Problem statement: The lines below that include "struct" are to be found and copied.

(Data begins)

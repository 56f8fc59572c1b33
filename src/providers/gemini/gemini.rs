use async_trait::async_trait;
use reqwest::Client;
use serde_json::{json, Value};

use crate::config::ProviderConfig;
use crate::error::{RagError, Result};
use crate::llm::embeddings::EmbeddingProvider;
use crate::providers::traits::{GenerationBackend, GenerationRequest};

const GEMINI_API_URL: &str = "https://generativelanguage.googleapis.com/v1beta";

/// Reads a successful JSON body or turns the status and body into an error.
async fn read_json(service: &str, response: reqwest::Response) -> Result<Value> {
    let status = response.status();
    if !status.is_success() {
        let error_text = response.text().await.unwrap_or_default();
        return Err(RagError::external(
            service,
            format!("API request failed: Status {}, Body: {}", status, error_text),
        ));
    }

    let response_json: Value = response.json().await?;
    if let Some(error) = response_json.get("error") {
        return Err(RagError::external(service, format!("API returned error: {}", error)));
    }
    Ok(response_json)
}

fn model_path(model: &str) -> String {
    if model.starts_with("models/") {
        model.to_string()
    } else {
        format!("models/{}", model)
    }
}

/// Gemini `generateContent` backend.
#[derive(Clone)]
pub struct GeminiBackend {
    name: String,
    api_key: String,
    client: Client,
    config: ProviderConfig,
}

impl GeminiBackend {
    pub fn new(api_key: String, config: ProviderConfig) -> Self {
        Self {
            name: "gemini-pro".to_string(),
            api_key,
            client: Client::new(),
            config,
        }
    }

    fn endpoint(&self) -> String {
        let base = if self.config.api_url.is_empty() {
            GEMINI_API_URL
        } else {
            self.config.api_url.trim_end_matches('/')
        };
        format!("{}/{}:generateContent", base, model_path(&self.config.model))
    }
}

#[async_trait]
impl GenerationBackend for GeminiBackend {
    fn name(&self) -> &str {
        &self.name
    }

    async fn generate(&self, request: GenerationRequest<'_>) -> Result<String> {
        let mut body = json!({
            "contents": [{
                "role": "user",
                "parts": [{ "text": request.prompt }]
            }]
        });
        if let Some(temperature) = self.config.temperature {
            body["generationConfig"] = json!({ "temperature": temperature });
        }

        let response = self
            .client
            .post(self.endpoint())
            .query(&[("key", self.api_key.as_str())])
            .json(&body)
            .send()
            .await?;

        let response_json = read_json(&self.name, response).await?;

        extract_candidate_text(&response_json)
            .ok_or_else(|| RagError::external(&self.name, "Invalid response format"))
    }
}

/// Joins every text part of the first candidate.
fn extract_candidate_text(response: &Value) -> Option<String> {
    let parts = response["candidates"][0]["content"]["parts"].as_array()?;
    let text: String = parts
        .iter()
        .filter_map(|part| part["text"].as_str())
        .collect::<Vec<_>>()
        .join("");
    Some(text.trim().to_string())
}

/// Gemini `embedContent` embeddings (`text-embedding-004` by default).
#[derive(Clone)]
pub struct GeminiEmbedder {
    api_key: String,
    client: Client,
    model: String,
}

impl GeminiEmbedder {
    pub fn new(api_key: String, model: String) -> Self {
        Self {
            api_key,
            client: Client::new(),
            model,
        }
    }
}

#[async_trait]
impl EmbeddingProvider for GeminiEmbedder {
    async fn embed(&self, text: &str) -> Result<Vec<f32>> {
        let model = model_path(&self.model);
        let response = self
            .client
            .post(format!("{}/{}:embedContent", GEMINI_API_URL, model))
            .query(&[("key", self.api_key.as_str())])
            .json(&json!({
                "model": model,
                "content": { "parts": [{ "text": text }] }
            }))
            .send()
            .await?;

        let response_json = read_json("Gemini embeddings", response).await?;
        parse_embedding(&response_json)
            .ok_or_else(|| RagError::external("Gemini embeddings", "No embedding values returned"))
    }

    fn model_id(&self) -> &str {
        &self.model
    }
}

fn parse_embedding(response: &Value) -> Option<Vec<f32>> {
    let values = response["embedding"]["values"].as_array()?;
    let vector: Vec<f32> = values
        .iter()
        .filter_map(|v| v.as_f64().map(|f| f as f32))
        .collect();
    if vector.is_empty() || vector.len() != values.len() {
        return None;
    }
    Some(vector)
}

(Data ends)

Answer section:
pub struct GeminiBackend {
pub struct GeminiEmbedder {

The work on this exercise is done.